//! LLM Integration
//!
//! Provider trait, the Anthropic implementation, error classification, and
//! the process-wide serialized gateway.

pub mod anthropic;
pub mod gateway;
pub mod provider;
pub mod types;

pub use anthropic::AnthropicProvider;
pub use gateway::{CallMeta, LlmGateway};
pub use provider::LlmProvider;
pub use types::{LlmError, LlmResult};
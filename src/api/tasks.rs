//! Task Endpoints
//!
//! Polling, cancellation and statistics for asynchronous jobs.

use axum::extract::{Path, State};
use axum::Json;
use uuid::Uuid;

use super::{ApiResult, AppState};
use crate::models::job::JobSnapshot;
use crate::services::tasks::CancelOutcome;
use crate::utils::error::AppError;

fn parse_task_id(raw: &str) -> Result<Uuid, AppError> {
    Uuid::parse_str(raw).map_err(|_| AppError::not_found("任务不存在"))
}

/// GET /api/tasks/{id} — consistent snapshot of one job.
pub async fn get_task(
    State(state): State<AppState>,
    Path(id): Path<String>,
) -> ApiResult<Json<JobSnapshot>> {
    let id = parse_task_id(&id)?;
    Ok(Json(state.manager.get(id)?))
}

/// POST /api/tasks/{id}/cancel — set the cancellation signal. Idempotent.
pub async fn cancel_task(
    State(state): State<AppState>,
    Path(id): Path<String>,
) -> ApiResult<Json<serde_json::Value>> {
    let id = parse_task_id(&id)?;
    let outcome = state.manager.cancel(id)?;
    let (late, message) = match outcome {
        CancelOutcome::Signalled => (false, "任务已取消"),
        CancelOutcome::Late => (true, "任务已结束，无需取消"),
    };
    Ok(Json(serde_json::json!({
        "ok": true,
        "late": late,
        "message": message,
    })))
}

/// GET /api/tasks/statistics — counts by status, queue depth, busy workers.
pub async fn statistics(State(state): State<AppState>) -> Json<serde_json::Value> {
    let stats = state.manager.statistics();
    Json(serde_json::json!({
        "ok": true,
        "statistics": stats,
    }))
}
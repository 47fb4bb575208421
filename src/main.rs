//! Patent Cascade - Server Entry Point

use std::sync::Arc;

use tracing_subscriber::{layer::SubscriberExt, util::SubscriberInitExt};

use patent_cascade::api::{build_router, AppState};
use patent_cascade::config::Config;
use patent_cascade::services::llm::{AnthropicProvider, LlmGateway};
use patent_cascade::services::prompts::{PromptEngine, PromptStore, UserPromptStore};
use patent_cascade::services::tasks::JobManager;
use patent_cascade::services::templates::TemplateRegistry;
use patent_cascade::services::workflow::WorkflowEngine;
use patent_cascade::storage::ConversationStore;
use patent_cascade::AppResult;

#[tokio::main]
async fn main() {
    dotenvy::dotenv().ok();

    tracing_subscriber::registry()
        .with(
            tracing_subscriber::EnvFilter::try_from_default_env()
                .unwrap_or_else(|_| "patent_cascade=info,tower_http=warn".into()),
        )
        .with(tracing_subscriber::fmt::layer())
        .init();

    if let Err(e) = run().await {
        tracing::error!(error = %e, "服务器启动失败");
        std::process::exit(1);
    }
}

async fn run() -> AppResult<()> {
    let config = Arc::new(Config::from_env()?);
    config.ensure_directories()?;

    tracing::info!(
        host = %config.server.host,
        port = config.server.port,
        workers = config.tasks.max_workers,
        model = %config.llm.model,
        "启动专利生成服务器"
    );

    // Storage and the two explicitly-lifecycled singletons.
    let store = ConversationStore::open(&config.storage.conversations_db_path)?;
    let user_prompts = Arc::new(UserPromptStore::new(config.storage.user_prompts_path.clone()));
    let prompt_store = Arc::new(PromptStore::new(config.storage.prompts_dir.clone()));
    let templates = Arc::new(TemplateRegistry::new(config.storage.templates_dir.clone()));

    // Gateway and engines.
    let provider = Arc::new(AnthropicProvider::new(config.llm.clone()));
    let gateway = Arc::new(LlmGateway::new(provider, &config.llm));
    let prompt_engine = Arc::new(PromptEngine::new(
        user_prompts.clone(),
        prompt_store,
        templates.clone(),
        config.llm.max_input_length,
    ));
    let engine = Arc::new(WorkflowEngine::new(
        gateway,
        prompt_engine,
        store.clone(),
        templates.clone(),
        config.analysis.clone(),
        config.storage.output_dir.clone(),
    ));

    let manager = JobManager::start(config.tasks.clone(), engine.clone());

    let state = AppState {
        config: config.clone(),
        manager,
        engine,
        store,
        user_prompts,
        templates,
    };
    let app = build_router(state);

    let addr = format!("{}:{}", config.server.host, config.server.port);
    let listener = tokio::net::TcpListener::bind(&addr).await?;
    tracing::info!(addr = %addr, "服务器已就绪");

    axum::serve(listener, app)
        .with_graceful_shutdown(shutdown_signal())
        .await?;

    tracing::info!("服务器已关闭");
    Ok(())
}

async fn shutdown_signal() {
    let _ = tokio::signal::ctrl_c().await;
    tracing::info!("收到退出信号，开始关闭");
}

——

● What is being asked
Print each record from the listing above exactly as it was given.

● Response to this exercise
//! LLM Integration
//!
//! Provider trait, the Anthropic implementation, error classification, and
//! the process-wide serialized gateway.

pub mod anthropic;
pub mod gateway;
pub mod provider;
pub mod types;

pub use anthropic::AnthropicProvider;
pub use gateway::{CallMeta, LlmGateway};
pub use provider::LlmProvider;
pub use types::{LlmError, LlmResult};
filename src/api/tasks.rs
//! Task Endpoints
//!
//! Polling, cancellation and statistics for asynchronous jobs.

use axum::extract::{Path, State};
use axum::Json;
use uuid::Uuid;

use super::{ApiResult, AppState};
use crate::models::job::JobSnapshot;
use crate::services::tasks::CancelOutcome;
use crate::utils::error::AppError;

fn parse_task_id(raw: &str) -> Result<Uuid, AppError> {
    Uuid::parse_str(raw).map_err(|_| AppError::not_found("任务不存在"))
}

/// GET /api/tasks/{id} — consistent snapshot of one job.
pub async fn get_task(
    State(state): State<AppState>,
    Path(id): Path<String>,
) -> ApiResult<Json<JobSnapshot>> {
    let id = parse_task_id(&id)?;
    Ok(Json(state.manager.get(id)?))
}

/// POST /api/tasks/{id}/cancel — set the cancellation signal. Idempotent.
pub async fn cancel_task(
    State(state): State<AppState>,
    Path(id): Path<String>,
) -> ApiResult<Json<serde_json::Value>> {
    let id = parse_task_id(&id)?;
    let outcome = state.manager.cancel(id)?;
    let (late, message) = match outcome {
        CancelOutcome::Signalled => (false, "任务已取消"),
        CancelOutcome::Late => (true, "任务已结束，无需取消"),
    };
    Ok(Json(serde_json::json!({
        "ok": true,
        "late": late,
        "message": message,
    })))
}

/// GET /api/tasks/statistics — counts by status, queue depth, busy workers.
pub async fn statistics(State(state): State<AppState>) -> Json<serde_json::Value> {
    let stats = state.manager.statistics();
    Json(serde_json::json!({
        "ok": true,
        "statistics": stats,
    }))
}
repository 47fb4bb575208421
filename src/main.rs
//! Patent Cascade - Server Entry Point

use std::sync::Arc;

use tracing_subscriber::{layer::SubscriberExt, util::SubscriberInitExt};

use patent_cascade::api::{build_router, AppState};
use patent_cascade::config::Config;
use patent_cascade::services::llm::{AnthropicProvider, LlmGateway};
use patent_cascade::services::prompts::{PromptEngine, PromptStore, UserPromptStore};
use patent_cascade::services::tasks::JobManager;
use patent_cascade::services::templates::TemplateRegistry;
use patent_cascade::services::workflow::WorkflowEngine;
use patent_cascade::storage::ConversationStore;
use patent_cascade::AppResult;

#[tokio::main]
async fn main() {
    dotenvy::dotenv().ok();

    tracing_subscriber::registry()
        .with(
            tracing_subscriber::EnvFilter::try_from_default_env()
                .unwrap_or_else(|_| "patent_cascade=info,tower_http=warn".into()),
        )
        .with(tracing_subscriber::fmt::layer())
        .init();

    if let Err(e) = run().await {
        tracing::error!(error = %e, "服务器启动失败");
        std::process::exit(1);
    }
}

async fn run() -> AppResult<()> {
    let config = Arc::new(Config::from_env()?);
    config.ensure_directories()?;

    tracing::info!(
        host = %config.server.host,
        port = config.server.port,
        workers = config.tasks.max_workers,
        model = %config.llm.model,
        "启动专利生成服务器"
    );

    // Storage and the two explicitly-lifecycled singletons.
    let store = ConversationStore::open(&config.storage.conversations_db_path)?;
    let user_prompts = Arc::new(UserPromptStore::new(config.storage.user_prompts_path.clone()));
    let prompt_store = Arc::new(PromptStore::new(config.storage.prompts_dir.clone()));
    let templates = Arc::new(TemplateRegistry::new(config.storage.templates_dir.clone()));

    // Gateway and engines.
    let provider = Arc::new(AnthropicProvider::new(config.llm.clone()));
    let gateway = Arc::new(LlmGateway::new(provider, &config.llm));
    let prompt_engine = Arc::new(PromptEngine::new(
        user_prompts.clone(),
        prompt_store,
        templates.clone(),
        config.llm.max_input_length,
    ));
    let engine = Arc::new(WorkflowEngine::new(
        gateway,
        prompt_engine,
        store.clone(),
        templates.clone(),
        config.analysis.clone(),
        config.storage.output_dir.clone(),
    ));

    let manager = JobManager::start(config.tasks.clone(), engine.clone());

    let state = AppState {
        config: config.clone(),
        manager,
        engine,
        store,
        user_prompts,
        templates,
    };
    let app = build_router(state);

    let addr = format!("{}:{}", config.server.host, config.server.port);
    let listener = tokio::net::TcpListener::bind(&addr).await?;
    tracing::info!(addr = %addr, "服务器已就绪");

    axum::serve(listener, app)
        .with_graceful_shutdown(shutdown_signal())
        .await?;

    tracing::info!("服务器已关闭");
    Ok(())
}

async fn shutdown_signal() {
    let _ = tokio::signal::ctrl_c().await;
    tracing::info!("收到退出信号，开始关闭");
}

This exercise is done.